Hi, I'm Ryan Fuller. I'm a clinical psychologist with a private practice in New York City. I'm going to talk to you a little bit about how feeling controlled might lead to aggressive behaviors.
So one important finding in the area of aggression is that the buildup of frustrations over time, in fact, predicts aggression. So the definition of frustration in the social science literature is that, actually, anytime a goal is being blocked. And so what we know is that over time, if again and again, repeatedly, someone's goal is being blocked, frustration builds, and at some point, a threshold will be reached where they typically aggress.

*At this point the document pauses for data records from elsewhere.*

//! Collaborators supplied by the application: account lookup, request handling, broadcast handling.

use std::net::IpAddr;

use arbor_core::{EndpointId, Packet};

/// Durable identity of a leaf, resolved from its network address.
#[derive(Debug, Clone, PartialEq, Eq, Hash)]
pub struct Account {
    pub id: EndpointId,
    pub name: String,
}

impl Account {
    pub fn new(id: EndpointId, name: impl Into<String>) -> Self {
        Self {
            id,
            name: name.into(),
        }
    }
}

#[derive(Debug, thiserror::Error)]
#[error("account resolution failed: {message}")]
pub struct AccountError {
    message: String,
}

impl AccountError {
    pub fn new(message: impl Into<String>) -> Self {
        Self {
            message: message.into(),
        }
    }
}

/// Maps a new peer's address to its account. Called once per worker, before it
/// answers the registration; an error aborts that worker only.
/// May block (it usually sits in front of a database); it runs on the blocking pool.
pub trait AccountResolver: Send + Sync + 'static {
    fn on_peer_connection(&self, address: IpAddr) -> Result<Account, AccountError>;
}

impl<F> AccountResolver for F
where
    F: Fn(IpAddr) -> Result<Account, AccountError> + Send + Sync + 'static,
{
    fn on_peer_connection(&self, address: IpAddr) -> Result<Account, AccountError> {
        self(address)
    }
}

/// Application logic of a branch. The returned packet, if any, is sent back to the leaf verbatim.
/// Runs on the blocking pool.
pub trait PacketHandler: Send + Sync + 'static {
    fn handle(&self, account: Option<&Account>, packet: &Packet) -> Option<Packet>;
}

/// Receives broadcasts that arrive on a leaf while it waits for a reply.
pub trait BroadcastHandler: Send + Sync + 'static {
    fn handle_broadcast(&self, packet: Packet);
}

impl<F> BroadcastHandler for F
where
    F: Fn(Packet) + Send + Sync + 'static,
{
    fn handle_broadcast(&self, packet: Packet) {
        self(packet)
    }
}

/// Handler that never answers.
pub(crate) struct Silent;

impl PacketHandler for Silent {
    fn handle(&self, _account: Option<&Account>, _packet: &Packet) -> Option<Packet> {
        None
    }
}
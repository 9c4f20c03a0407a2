//! Arbor protocol core.
//! No I/O: message types, node locations and the 512-byte frame codec.

pub mod identity;
pub mod integrity;
pub mod location;
pub mod protocol;
pub mod sensors;
pub mod wire;

pub use identity::Identity;
pub use location::NodeLocation;
pub use protocol::{
    Acknowledgement, AvailableEndpoints, EndpointId, ErrorCode, GenericError, Message, OpCode,
    Packet, RegistrationRequest, RegistrationResponse, SensorData, SensorDataRequest,
};
pub use sensors::SensorId;
pub use wire::{decode_frame, encode_frame, Frame, FrameDecodeError, FrameEncodeError, FRAME_SIZE};
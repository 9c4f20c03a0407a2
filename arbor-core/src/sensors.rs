//! Well-known sensor ids carried in sensor-data packets.

use std::fmt;

/// Supported sensors. Any id outside this set is rejected.
#[derive(Debug, Clone, Copy, Eq, PartialEq, Hash, Ord, PartialOrd)]
pub enum SensorId {
    /// Photo resistor reading.
    LightIntensity,
    /// Water content of the soil.
    SoilMoisture,
    AirTemperature,
    AirHumidity,
}

impl SensorId {
    pub const ALL: [SensorId; 4] = [
        SensorId::LightIntensity,
        SensorId::SoilMoisture,
        SensorId::AirTemperature,
        SensorId::AirHumidity,
    ];

    /// Reading reported for a sensor that has not produced a value.
    pub const DEFAULT_READING: f64 = -1.0;

    pub fn as_byte(self) -> u8 {
        match self {
            SensorId::LightIntensity => 1,
            SensorId::SoilMoisture => 2,
            SensorId::AirTemperature => 3,
            SensorId::AirHumidity => 4,
        }
    }

    pub fn from_byte(b: u8) -> Option<Self> {
        match b {
            1 => Some(SensorId::LightIntensity),
            2 => Some(SensorId::SoilMoisture),
            3 => Some(SensorId::AirTemperature),
            4 => Some(SensorId::AirHumidity),
            _ => None,
        }
    }

    pub fn name(self) -> &'static str {
        match self {
            SensorId::LightIntensity => "Light Intensity",
            SensorId::SoilMoisture => "Soil Moisture",
            SensorId::AirTemperature => "Temperature",
            SensorId::AirHumidity => "Humidity",
        }
    }
}

impl fmt::Display for SensorId {
    fn fmt(&self, f: &mut fmt::Formatter<'_>) -> fmt::Result {
        f.write_str(self.name())
    }
}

So the first thing that's important to keep in mind is that being controlled, in general, can lead to aggression. At the same time, it seems somewhat contrary in that anger and emotion is often linked to aggression. It's often seen as an emotion that has to do with power or potency and not being powerless. So this seems a little bit strange. But if we think about anger and the context of the fight or flight response - so oftentimes, if there's a threat or a danger, an animal or a human is going to engage in either feeling extreme fear where they might flee or anger, where they might fight.

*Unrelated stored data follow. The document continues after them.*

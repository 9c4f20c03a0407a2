//! Mobile client: tracks the endpoint list broadcast by the stem and polls readings.

use std::sync::Arc;
use std::time::Duration;

use anyhow::Context;
use arbor_core::{AvailableEndpoints, Identity, Message, Packet, SensorDataRequest};
use arbor_net::{BroadcastHandler, Leaf, LeafError};
use parking_lot::Mutex;
use tracing::{debug, info, warn};

use crate::config::Config;

const POLL_INTERVAL: Duration = Duration::from_secs(2);

fn on_broadcast(known: &Mutex<AvailableEndpoints>, packet: Packet) {
    match packet.into_message() {
        Message::AvailableEndpoints(endpoints) => {
            info!("{} endpoint(s) available", endpoints.len());
            for (id, name) in endpoints.iter() {
                debug!("  {}: {}", id, name);
            }
            *known.lock() = endpoints;
        }
        other => debug!(opcode = ?other.opcode(), "ignoring broadcast"),
    }
}

pub async fn run_mobile(config: &Config) -> anyhow::Result<()> {
    let known = Arc::new(Mutex::new(AvailableEndpoints::new()));
    let handler: Arc<dyn BroadcastHandler> = {
        let known = known.clone();
        Arc::new(move |packet: Packet| on_broadcast(&known, packet))
    };
    let leaf_config = config.leaf_config();
    let reply_timeout = leaf_config.registration_timeout;
    let leaf = Leaf::start(Identity::MobileUser, leaf_config, Some(handler))
        .await
        .context("cannot bind mobile socket")?;
    leaf.wait_registration().await?;

    let mut ticker = tokio::time::interval(POLL_INTERVAL);
    loop {
        ticker.tick().await;
        let target = known.lock().iter().next().map(|(id, _)| id);
        let request = match target {
            Some(id) => SensorDataRequest::for_endpoint(id),
            None => SensorDataRequest::any(),
        };
        leaf.send(&Packet::new(request)).await?;

        match leaf.receive_timeout(reply_timeout).await {
            Ok(Some(reply)) => match reply.message() {
                Message::SensorData(data) => info!("Latest readings: {}", data),
                Message::GenericError(e) => warn!("stem refused request: {}", e),
                other => warn!(opcode = ?other.opcode(), "unexpected reply"),
            },
            Ok(None) => warn!("no reply within {:?}", reply_timeout),
            Err(LeafError::Transport(e)) if e.is_corrupt() => warn!("{}", e),
            Err(e) => return Err(e.into()),
        }
    }
}
//! Load config from file and environment.

use std::net::{IpAddr, Ipv4Addr, SocketAddr};
use std::path::PathBuf;
use std::time::Duration;

use arbor_core::{Identity, NodeLocation};
use arbor_net::{LeafConfig, StemConfig};
use serde::Deserialize;
use tracing::warn;

/// Node configuration. File: ~/.config/arbor/config.toml or /etc/arbor/config.toml.
/// Env overrides: ARBOR_STEM_ADDRESS, ARBOR_STEM_PORT, ARBOR_LISTEN_ADDRESS, ARBOR_LOCAL_PORT.
#[derive(Debug, Clone, PartialEq, Deserialize)]
#[serde(deny_unknown_fields)]
pub struct Config {
    /// Role run when no mode is given on the command line: "sensor_endpoint" or
    /// "mobile_user". Unset runs the stem.
    #[serde(default)]
    pub role: Option<Identity>,
    /// Where leaves register (default 127.0.0.1).
    #[serde(default = "default_stem_address")]
    pub stem_address: IpAddr,
    /// Stem registration port (default 3010).
    #[serde(default = "default_stem_port")]
    pub stem_port: u16,
    /// Interface the stem listens on (default 0.0.0.0).
    #[serde(default = "default_listen_address")]
    pub listen_address: IpAddr,
    /// Leaf local port, 0 for ephemeral (default 0).
    #[serde(default)]
    pub local_port: u16,
    #[serde(default = "default_registration_timeout_ms")]
    pub registration_timeout_ms: u64,
    #[serde(default = "default_registration_attempts")]
    pub registration_attempts: u32,
    #[serde(default = "default_prune_interval_ms")]
    pub prune_interval_ms: u64,
    #[serde(default = "default_prune_threshold_ms")]
    pub prune_threshold_ms: u64,
    /// Period of the endpoint list broadcast to mobile users; 0 disables it.
    #[serde(default = "default_available_endpoints_interval_ms")]
    pub available_endpoints_interval_ms: u64,
}

fn default_stem_address() -> IpAddr {
    IpAddr::V4(Ipv4Addr::LOCALHOST)
}
fn default_listen_address() -> IpAddr {
    IpAddr::V4(Ipv4Addr::UNSPECIFIED)
}
fn default_stem_port() -> u16 {
    3010
}
fn default_registration_timeout_ms() -> u64 {
    3000
}
fn default_registration_attempts() -> u32 {
    3
}
fn default_prune_interval_ms() -> u64 {
    2500
}
fn default_prune_threshold_ms() -> u64 {
    5000
}
fn default_available_endpoints_interval_ms() -> u64 {
    5000
}

impl Default for Config {
    fn default() -> Self {
        Self {
            role: None,
            stem_address: default_stem_address(),
            stem_port: default_stem_port(),
            listen_address: default_listen_address(),
            local_port: 0,
            registration_timeout_ms: default_registration_timeout_ms(),
            registration_attempts: default_registration_attempts(),
            prune_interval_ms: default_prune_interval_ms(),
            prune_threshold_ms: default_prune_threshold_ms(),
            available_endpoints_interval_ms: default_available_endpoints_interval_ms(),
        }
    }
}

impl Config {
    pub fn stem_location(&self) -> NodeLocation {
        NodeLocation::new(self.stem_address, self.stem_port)
    }

    pub fn leaf_config(&self) -> LeafConfig {
        LeafConfig {
            local_port: self.local_port,
            registration_timeout: Duration::from_millis(self.registration_timeout_ms),
            registration_attempts: self.registration_attempts,
            ..LeafConfig::new(self.stem_location())
        }
    }

    pub fn stem_config(&self) -> StemConfig {
        StemConfig {
            prune_interval: Duration::from_millis(self.prune_interval_ms),
            prune_threshold: Duration::from_millis(self.prune_threshold_ms),
            endpoints_interval: match self.available_endpoints_interval_ms {
                0 => None,
                ms => Some(Duration::from_millis(ms)),
            },
            ..StemConfig::new(SocketAddr::new(self.listen_address, self.stem_port))
        }
    }
}

/// Load config: merge default, then config file (if present), then env vars.
pub fn load() -> Config {
    let c = load_file().unwrap_or_default();
    apply_env(c, |key| std::env::var(key).ok())
}

fn apply_env(mut c: Config, var: impl Fn(&str) -> Option<String>) -> Config {
    if let Some(s) = var("ARBOR_STEM_ADDRESS") {
        match s.parse() {
            Ok(a) => c.stem_address = a,
            Err(e) => warn!("ignoring ARBOR_STEM_ADDRESS={:?}: {}", s, e),
        }
    }
    if let Some(s) = var("ARBOR_STEM_PORT") {
        match s.parse() {
            Ok(p) => c.stem_port = p,
            Err(e) => warn!("ignoring ARBOR_STEM_PORT={:?}: {}", s, e),
        }
    }
    if let Some(s) = var("ARBOR_LISTEN_ADDRESS") {
        match s.parse() {
            Ok(a) => c.listen_address = a,
            Err(e) => warn!("ignoring ARBOR_LISTEN_ADDRESS={:?}: {}", s, e),
        }
    }
    if let Some(s) = var("ARBOR_LOCAL_PORT") {
        match s.parse() {
            Ok(p) => c.local_port = p,
            Err(e) => warn!("ignoring ARBOR_LOCAL_PORT={:?}: {}", s, e),
        }
    }
    c
}

fn config_paths() -> Vec<PathBuf> {
    let home = std::env::var_os("HOME").map(PathBuf::from);
    let mut out = Vec::new();
    if let Some(h) = home {
        out.push(h.join(".config/arbor/config.toml"));
    }
    out.push(PathBuf::from("/etc/arbor/config.toml"));
    out
}

fn load_file() -> Option<Config> {
    let path = config_paths().into_iter().find(|p| p.exists())?;
    let text = match std::fs::read_to_string(&path) {
        Ok(text) => text,
        Err(e) => {
            warn!("cannot read {}: {}", path.display(), e);
            return None;
        }
    };
    match toml::from_str::<Config>(&text) {
        Ok(c) => Some(c),
        Err(e) => {
            warn!("ignoring {}: {}", path.display(), e);
            None
        }
    }
}

#[cfg(test)]
mod tests {
    use super::*;
    use std::collections::HashMap;

    #[test]
    fn file_fields_override_defaults() {
        let c: Config = toml::from_str(
            r#"
            stem_address = "10.0.0.2"
            stem_port = 4000
            available_endpoints_interval_ms = 0
            "#,
        )
        .unwrap();
        assert_eq!(c.stem_location(), NodeLocation::new("10.0.0.2".parse().unwrap(), 4000));
        assert_eq!(c.registration_attempts, 3);
        assert_eq!(c.stem_config().endpoints_interval, None);
        assert_eq!(c.stem_config().listen, "0.0.0.0:4000".parse().unwrap());
        assert_eq!(c.role, None);
    }

    #[test]
    fn stem_listens_on_all_interfaces_by_default() {
        let c = Config::default();
        let listen = c.stem_config().listen;
        assert!(listen.ip().is_unspecified(), "stem bound to {}", listen);
        assert!(c.stem_location().address().is_loopback());

        let c: Config = toml::from_str(r#"listen_address = "192.168.1.20""#).unwrap();
        assert_eq!(c.stem_config().listen, "192.168.1.20:3010".parse().unwrap());
    }

    #[test]
    fn role_selects_leaf_identity() {
        let c: Config = toml::from_str(r#"role = "mobile_user""#).unwrap();
        assert_eq!(c.role, Some(Identity::MobileUser));
        let c: Config = toml::from_str(r#"role = "sensor_endpoint""#).unwrap();
        assert_eq!(c.role, Some(Identity::SensorEndpoint));
        assert!(toml::from_str::<Config>(r#"role = "stem""#).is_err());
    }

    #[test]
    fn unknown_fields_are_rejected() {
        assert!(toml::from_str::<Config>("proxy_port = 3128").is_err());
    }

    #[test]
    fn env_overrides_and_bad_values_are_ignored() {
        let env: HashMap<&str, &str> = [
            ("ARBOR_STEM_ADDRESS", "192.168.1.20"),
            ("ARBOR_STEM_PORT", "not-a-port"),
            ("ARBOR_LISTEN_ADDRESS", "10.1.1.1"),
            ("ARBOR_LOCAL_PORT", "4555"),
        ]
        .into_iter()
        .collect();
        let c = apply_env(Config::default(), |k| env.get(k).map(|v| v.to_string()));
        assert_eq!(c.stem_address, "192.168.1.20".parse::<IpAddr>().unwrap());
        assert_eq!(c.stem_port, 3010);
        assert_eq!(c.local_port, 4555);
        assert_eq!(c.stem_config().listen, "10.1.1.1:3010".parse().unwrap());
    }

    #[test]
    fn leaf_config_follows_file() {
        let c = Config {
            registration_timeout_ms: 750,
            registration_attempts: 5,
            ..Config::default()
        };
        let leaf = c.leaf_config();
        assert_eq!(leaf.stem, c.stem_location());
        assert_eq!(leaf.registration_timeout, Duration::from_millis(750));
        assert_eq!(leaf.registration_attempts, 5);
    }
}
//! Leaf identity: the role a peer declares when it registers.

use std::fmt;

use serde::Deserialize;

/// Role of a leaf. Decides which branch of the stem services it.
#[derive(Debug, Clone, Copy, Eq, PartialEq, Hash, Deserialize)]
#[serde(rename_all = "snake_case")]
pub enum Identity {
    /// A node reporting sensor readings.
    SensorEndpoint,
    /// A mobile client consuming readings.
    MobileUser,
}

impl Identity {
    pub const ALL: [Identity; 2] = [Identity::SensorEndpoint, Identity::MobileUser];

    /// Wire representation (one byte).
    pub fn as_byte(self) -> u8 {
        match self {
            Identity::SensorEndpoint => 0,
            Identity::MobileUser => 1,
        }
    }

    pub fn from_byte(b: u8) -> Option<Self> {
        match b {
            0 => Some(Identity::SensorEndpoint),
            1 => Some(Identity::MobileUser),
            _ => None,
        }
    }
}

impl fmt::Display for Identity {
    fn fmt(&self, f: &mut fmt::Formatter<'_>) -> fmt::Result {
        match self {
            Identity::SensorEndpoint => f.write_str("sensor endpoint"),
            Identity::MobileUser => f.write_str("mobile user"),
        }
    }
}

Now if an animal is engaged in this fight or flight response, and you can imagine even a house cat and a mouse, typically a mouse is going to try to avoid or escape that cat - that would be the flight response. But if it's cornered, and the only option it has is to fight, then it will. And so we might actually see aggression coming when there are no other options. And so in a way, feeling controlled can be about, one -frustrations building. It can also be that aggression, that behavior comes about when there are no other options. So I think, those are two explanations for how oftentimes being and feeling controlled, the perception of that, can lead to aggressive behavior.